上記二重結合の導入の結果、得られるアルカリ可溶性樹脂(側鎖二重結合含有重合体)の二重結合当量(二重結合1molあたりの分子量(g)を意味する)は、好ましくは250〜4000g/molである。二重結合当量がこの範囲にあると、光に対する感度が高くなって現像性がより向上される他、硬化時の着色がより抑制され、また、保存安定性や溶媒に対する溶解性がより向上される。より好ましくは270〜3000g/mol、更に好ましくは300〜2000g/mol、特に好ましくは320〜2000g/molである。
二重結合当量は、分子中に含まれる二重結合量の尺度となるものであり、同じ分子量の化合物であれば、二重結合当量の数値が大きいほど二重結合の導入量が少なくなる。二重結合当量は、重合体や二重結合を導入する化合物の仕込み量から計算できる。滴定及び元素分析、NMR、IR等の各種分析や示差走査熱量計法を用いて測定することもできる。
本明細書中、二重結合当量は、下記式により求めるものとする。
二重結合当量=(ベースポリマーの重量+酸基と結合し得る官能基及び重合性二重結合を含む化合物の重量)/(酸基と結合し得る官能基及び重合性二重結合を含む化合物のモル数)

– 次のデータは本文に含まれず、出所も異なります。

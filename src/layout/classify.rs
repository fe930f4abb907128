//! Chord line vs lyric line, and the geometry each kind needs for alignment.

use serde::Serialize;

use crate::chords::{is_chord, normalize, ChordLexicon};
use crate::types::{NashvilleChord, OcrPage, TokenId};

use super::cluster::Line;

/// What a clustered line holds.
#[derive(Debug, Clone, Copy, PartialEq, Eq, Serialize)]
#[serde(rename_all = "lowercase")]
pub enum LineKind {
    /// Every token is a chord symbol.
    Chords,
    /// Anything else.
    Lyrics,
}

/// A chord token reduced to its horizontal center and Nashville number.
#[derive(Debug, Clone, PartialEq, Serialize)]
pub struct ChordSlot {
    /// Source token.
    pub id: TokenId,
    /// Raw OCR text.
    pub text: String,
    /// Mean x of the bounding box.
    pub avg_x: f64,
    /// Nashville number, `None` when the chord could not be placed in the key.
    pub chord: Option<NashvilleChord>,
}

/// A lyric token reduced to its left edge, width and text.
#[derive(Debug, Clone, PartialEq, Serialize)]
pub struct LyricSlot {
    /// Source token.
    pub id: TokenId,
    /// Left-most x of the bounding box.
    pub start_x: f64,
    /// Mean of the top and bottom edge lengths.
    pub avg_width: f64,
    /// Trimmed OCR text.
    pub text: String,
}

/// Chord tokens of a chord line, left to right.
#[derive(Debug, Clone, PartialEq, Default, Serialize)]
pub struct ChordLine {
    /// Chord slots sorted by `avg_x`.
    pub chords: Vec<ChordSlot>,
}

/// Word tokens of a lyric line, left to right.
#[derive(Debug, Clone, PartialEq, Default, Serialize)]
pub struct LyricLine {
    /// Word slots sorted by `start_x`; tokens with blank text are dropped.
    pub words: Vec<LyricSlot>,
}

impl LyricLine {
    /// Words joined by single spaces.
    #[must_use]
    pub fn text(&self) -> String {
        self.words.iter().map(|w| w.text.as_str()).collect::<Vec<_>>().join(" ")
    }

    /// Whether there are no words.
    #[must_use]
    pub fn is_empty(&self) -> bool {
        self.words.is_empty()
    }
}

/// A line tagged with its kind and carrying the matching geometry.
#[derive(Debug, Clone, PartialEq, Serialize)]
#[serde(tag = "type", content = "data", rename_all = "lowercase")]
pub enum ClassifiedLine {
    /// Chord line.
    Chords(ChordLine),
    /// Lyric line.
    Lyrics(LyricLine),
}

impl ClassifiedLine {
    /// The tag without the data.
    #[must_use]
    pub const fn kind(&self) -> LineKind {
        match self {
            Self::Chords(_) => LineKind::Chords,
            Self::Lyrics(_) => LineKind::Lyrics,
        }
    }
}

/// A line is a chord line only if every one of its tokens is a chord.
///
/// A single lyric-looking token demotes the whole line, so annotation lines
/// such as "Capo 3 G" come out as lyrics.
pub fn line_kind(line: &Line, page: &OcrPage) -> LineKind {
    let all_chords = !line.is_empty()
        && line
            .tokens
            .iter()
            .all(|&id| page.get(id).is_some_and(|token| is_chord(&token.text)));
    if all_chords { LineKind::Chords } else { LineKind::Lyrics }
}

/// Classify a line and extract the geometry its kind needs.
pub fn classify(line: &Line, page: &OcrPage, key: &str, lexicon: &ChordLexicon) -> ClassifiedLine {
    let tokens = line.tokens.iter().filter_map(|&id| page.get(id).map(|t| (id, t)));

    match line_kind(line, page) {
        LineKind::Chords => {
            let mut chords: Vec<ChordSlot> = tokens
                .map(|(id, token)| ChordSlot {
                    id,
                    text: token.text.trim().to_string(),
                    avg_x: token.bbox.center_x(),
                    chord: normalize(&token.text, key, lexicon),
                })
                .collect();
            chords.sort_by(|a, b| a.avg_x.total_cmp(&b.avg_x));
            ClassifiedLine::Chords(ChordLine { chords })
        }
        LineKind::Lyrics => {
            let mut words: Vec<LyricSlot> = tokens
                .filter(|(_, token)| !token.text.trim().is_empty())
                .map(|(id, token)| LyricSlot {
                    id,
                    start_x: token.bbox.min_x(),
                    avg_width: token.bbox.avg_width(),
                    text: token.text.trim().to_string(),
                })
                .collect();
            words.sort_by(|a, b| a.start_x.total_cmp(&b.start_x));
            ClassifiedLine::Lyrics(LyricLine { words })
        }
    }
}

本発明の感光性樹脂組成物において、上記アルカリ可溶性樹脂の含有割合(固形分割合)は、例えば、感光性樹脂組成物の固形分総量100質量%に対し、5〜50質量%であることが好ましい。これにより、上記アルカリ可溶性樹脂による作用効果がより充分に発揮される。より好ましくは10〜45質量%、更に好ましくは15〜40質量%である。
(B)重合性化合物
重合性化合物は、重合性の基を有する化合物を意味する。好ましくは、重合性二重結合を有する化合物である。中でも、感光性や硬化性の観点から、重合体二重結合を分子内に2個以上有する化合物、すなわち2官能以上の多官能化合物であることが好ましく、より好ましくは3官能以上の多官能化合物、更に好ましくは4官能以上の多官能化合物である。
上記重合性化合物としては、(メタ)アクリロイル基を有する化合物が特に好ましい。これによって、より感光性及び硬化性に優れたものとなり、より高硬度の硬化膜を与えることが可能になる。(メタ)アクリロイル基とは、メタクリロイル基及び/又はアクリロイル基を意味するが、本発明では、反応性により優れる観点からアクリロイル基を少なくとも含むものが好ましい。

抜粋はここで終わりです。